Internal communications can provide supervisors with a glimpse of how young associates might interact with clients. While generational differences can inform communication style, the practice of law is first and foremost a business, with an attendant formality that needs to be acknowledged and embraced.
In a work setting, all communications such as memos, emails and texts communications should be business appropriate. It is all too easy to undermine an otherwise positive reputation through a hastily written or improperly addressed email or an overly informal text. With rapidly changing technology, good practices take on even greater significance, particularly as associates are trying to make an immediate, positive impression on partners and other senior attorneys with whom they are working.
We recommend some key rules to follow:
1. Draft documents using unambiguous language, free of mistakes.
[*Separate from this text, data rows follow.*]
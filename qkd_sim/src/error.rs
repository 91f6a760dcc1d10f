//! Error types for the simulation harness.

use qkd_core::QkdError;
use thiserror::Error;

/// Errors that can occur while orchestrating runs.
#[derive(Debug, Error)]
pub enum SimError {
    /// The core rejected a parameter set
    #[error("Simulation error: {0}")]
    Core(#[from] QkdError),

    /// Reading params or writing an export failed
    #[error("I/O error: {0}")]
    Io(#[from] std::io::Error),

    /// Params file or export could not be (de)serialized
    #[error("Serialization error: {0}")]
    Serialization(#[from] serde_json::Error),

    /// Orchestration request is malformed (bad step count, unknown name, ...)
    #[error("Invalid request: {0}")]
    InvalidRequest(String),
}

impl SimError {
    /// Creates an invalid-request error.
    pub fn invalid(msg: impl Into<String>) -> Self {
        Self::InvalidRequest(msg.into())
    }
}

/// Result alias for the harness.
pub type SimResult<T> = std::result::Result<T, SimError>;
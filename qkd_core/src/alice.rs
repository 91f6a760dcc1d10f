//! Alice, the sender.
//!
//! Alice draws a raw key and, per bit, a preparation basis. The qubit she
//! would send is fully described by that (bit, basis) pair:
//! Z/0 -> |0>, Z/1 -> |1>, X/0 -> |+>, X/1 -> |->.

use crate::types::{draw_bases, draw_bits, BasisSequence, BitSequence};
use qkd_env::RandomSource;

/// Generates `n` independent uniform bits for the raw key.
pub fn generate_bits<R: RandomSource + ?Sized>(n: usize, rng: &mut R) -> BitSequence {
    draw_bits(n, rng)
}

/// Generates `n` independent uniform preparation bases.
pub fn generate_bases<R: RandomSource + ?Sized>(n: usize, rng: &mut R) -> BasisSequence {
    draw_bases(n, rng)
}
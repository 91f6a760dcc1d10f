//! Production random source seeded from OS entropy.

use crate::RandomSource;
use rand::rngs::StdRng;
use rand::{Rng, SeedableRng};

/// Non-reproducible source used when a run carries no seed.
///
/// The generator is seeded once from the operating system; draws after
/// that come from the userspace `StdRng` so large photon batches stay cheap.
#[derive(Debug)]
pub struct OsEntropySource {
    rng: StdRng,
}

impl OsEntropySource {
    /// Creates a new OS-seeded source.
    pub fn new() -> Self {
        tracing::debug!("seeding random source from OS entropy");
        Self {
            rng: StdRng::from_entropy(),
        }
    }
}

impl Default for OsEntropySource {
    fn default() -> Self {
        Self::new()
    }
}

impl RandomSource for OsEntropySource {
    fn next_bit(&mut self) -> u8 {
        self.rng.gen_range(0..2u8)
    }

    fn next_unit(&mut self) -> f64 {
        self.rng.gen::<f64>()
    }

    fn seed(&self) -> Option<u64> {
        // Not seeded
        None
    }
}
//! JSON exporter for runs, sweeps and Monte Carlo reports.
//!
//! Exports are plain JSON documents consumed by plotting scripts and CI.
//! Floating metrics are rounded to 6 decimals on the way out; the in-memory
//! results keep full precision.

use crate::monte_carlo::MonteCarloReport;
use crate::sweep::{ParamSweepReport, SweepPoint, SweepReport};
use qkd_core::SimulationResult;
use serde::{Deserialize, Serialize};
use std::fs::File;
use std::io::Write;

/// Rounds to 6 decimal places for display.
pub fn round6(value: f64) -> f64 {
    (value * 1e6).round() / 1e6
}

/// Copy of a run result with display-rounded QBER/SKR.
pub fn rounded_result(result: &SimulationResult) -> SimulationResult {
    SimulationResult {
        qber: round6(result.qber),
        skr: round6(result.skr),
        ..result.clone()
    }
}

fn rounded_points(points: &[SweepPoint]) -> Vec<SweepPoint> {
    points
        .iter()
        .map(|p| SweepPoint {
            x: round6(p.x),
            qber: round6(p.qber),
            skr: round6(p.skr),
            ..p.clone()
        })
        .collect()
}

/// Payload of an export file.
#[derive(Debug, Clone, Serialize, Deserialize)]
#[serde(tag = "kind", content = "data", rename_all = "snake_case")]
pub enum ExportPayload {
    Run(SimulationResult),
    Sweep(SweepReport),
    ParamSweep(ParamSweepReport),
    MonteCarlo(MonteCarloReport),
}

impl ExportPayload {
    /// Returns the payload with display rounding applied.
    pub fn rounded(self) -> Self {
        match self {
            ExportPayload::Run(result) => ExportPayload::Run(rounded_result(&result)),
            ExportPayload::Sweep(report) => ExportPayload::Sweep(SweepReport {
                distance_sweep: rounded_points(&report.distance_sweep),
                noise_sweep: rounded_points(&report.noise_sweep),
            }),
            ExportPayload::ParamSweep(report) => ExportPayload::ParamSweep(ParamSweepReport {
                sweep_param: report.sweep_param,
                points: rounded_points(&report.points),
            }),
            other => other,
        }
    }
}

/// Complete export document.
#[derive(Debug, Clone, Serialize, Deserialize)]
pub struct SimExport {
    /// Seed used (absent for unseeded runs)
    #[serde(skip_serializing_if = "Option::is_none")]
    pub seed: Option<u64>,

    /// Simulator version that produced the file
    pub version: String,

    #[serde(flatten)]
    pub payload: ExportPayload,
}

impl SimExport {
    /// Creates a new export container.
    pub fn new(seed: Option<u64>, payload: ExportPayload) -> Self {
        Self {
            seed,
            version: env!("CARGO_PKG_VERSION").to_string(),
            payload: payload.rounded(),
        }
    }

    /// Serializes to pretty JSON.
    pub fn to_json(&self) -> serde_json::Result<String> {
        serde_json::to_string_pretty(self)
    }

    /// Writes to a JSON file.
    pub fn write_to_file(&self, path: &str) -> std::io::Result<()> {
        let json = self.to_json()?;
        let mut file = File::create(path)?;
        file.write_all(json.as_bytes())?;
        Ok(())
    }
}
//! Seeded random source for reproducible runs.

use crate::RandomSource;
use rand::{Rng, SeedableRng};
use rand_chacha::ChaCha8Rng;

/// Random source backed by a seeded ChaCha8 stream.
///
/// The same seed always yields the same sequence of draws, so a whole
/// BB84 run replays bit-for-bit as long as stages draw in the same order.
#[derive(Debug, Clone)]
pub struct SeededSource {
    /// Master seed for this run
    seed: u64,

    /// Deterministic RNG
    rng: ChaCha8Rng,
}

impl SeededSource {
    /// Creates a new source from the given seed.
    pub fn new(seed: u64) -> Self {
        Self {
            seed,
            rng: ChaCha8Rng::seed_from_u64(seed),
        }
    }
}

impl RandomSource for SeededSource {
    fn next_bit(&mut self) -> u8 {
        self.rng.gen_range(0..2u8)
    }

    fn next_unit(&mut self) -> f64 {
        self.rng.gen::<f64>()
    }

    fn seed(&self) -> Option<u64> {
        Some(self.seed)
    }
}
//! QKD-Lab Simulation Harness
//!
//! Orchestration on top of `qkd_core`: every entry point here only builds
//! parameter sets, invokes the core, and aggregates what comes back.
//!
//! - **Scenarios**: named link/attack setups with analytic pass/fail checks
//! - **Sweeps**: QBER and key rate against distance, noise, or any one knob
//! - **Monte Carlo**: mean/std/min/max over independent seeded trials
//! - **Export**: JSON documents for plotting and CI
//!
//! # Reproducibility
//!
//! Runs never share state. Each one owns a random source derived from its
//! own seed, so a failing configuration replays from the seed alone.
//!
//! # Usage
//!
//! ```
//! use qkd_sim::{linspace, ScenarioId, ScenarioRunner, SweepParam};
//!
//! let result = ScenarioRunner::new(42).run(ScenarioId::FullIntercept);
//! assert!(result.passed);
//!
//! assert_eq!("noise".parse::<SweepParam>(), Ok(SweepParam::Noise));
//! assert_eq!(linspace(0.0, 1.0, 3), vec![0.0, 0.5, 1.0]);
//! ```

mod error;
mod exporter;
mod monte_carlo;
mod runner;
mod scenarios;
mod sweep;

pub use error::{SimError, SimResult};
pub use exporter::{round6, rounded_result, ExportPayload, SimExport};
pub use monte_carlo::{run_monte_carlo, MonteCarloReport, TrialStats};
pub use runner::{ScenarioResult, ScenarioRunner};
pub use scenarios::ScenarioId;
pub use sweep::{
    linspace, run_param_sweep, run_sweep, ParamSweepConfig, ParamSweepReport, SweepConfig,
    SweepParam, SweepPoint, SweepReport,
};
//! QKD-Lab Core - BB84 Quantum Key Distribution Simulation Engine
//!
//! Classical-probability model of the BB84 protocol end to end:
//! 1. **Preparation**: Alice's random bits and bases
//! 2. **Attack**: optional intercept-resend by Eve
//! 3. **Transmission**: fiber attenuation and detector efficiency
//! 4. **Measurement**: Bob's bases, complementarity and bit-flip noise
//! 5. **Post-processing**: sifting, QBER and the asymptotic key rate
//!
//! No state vectors are simulated. Matching bases are deterministic,
//! mismatched bases are a fair coin, noise and loss are independent per
//! photon.
//!
//! # Usage
//!
//! ```
//! use qkd_core::{pipeline, SimulationParameters, SecurityStatus};
//!
//! let params = SimulationParameters::builder(10_000)
//!     .attenuation(0.0)
//!     .seed(Some(42))
//!     .build()
//!     .unwrap();
//!
//! let result = pipeline::run_seeded(&params).unwrap();
//! assert_eq!(result.security_status, SecurityStatus::Secure);
//! ```

pub mod alice;
pub mod bob;
pub mod channel;
pub mod entropy;
pub mod error;
pub mod eve;
pub mod metrics;
pub mod params;
pub mod pipeline;
pub mod privacy;
pub mod sifting;
pub mod types;

// Re-export key types for convenience
pub use error::{QkdError, Result};
pub use eve::EveOutcome;
pub use params::{SimulationParameters, SimulationParametersBuilder};
pub use pipeline::{run, run_seeded, SimulationResult};
pub use sifting::SiftResult;
pub use types::{sample_bits, Basis, BasisSequence, BitSequence, SecurityStatus};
2. Proof documents, including emails and texts so that they are free of grammatical errors or typos.
3. Avoid abbreviations to ensure clarity and understanding.
4. Add recipients to emails in order of seniority.
5. Avoid texting with senior attorneys until they indicate that texting is an acceptable/preferred mode of communication.
6. Resist replying immediately to a text or email if doing so will sacrifice quality. Better to delay a reply than send a poorly reasoned or loosely crafted response.
7. Omit anything in an email or text that you would not want forwarded to another recipient.
8. Use “reply all” or “bcc” only when absolutely necessary.
9. Convey maturity, intelligence, trustworthiness, and reliability in all your written communications.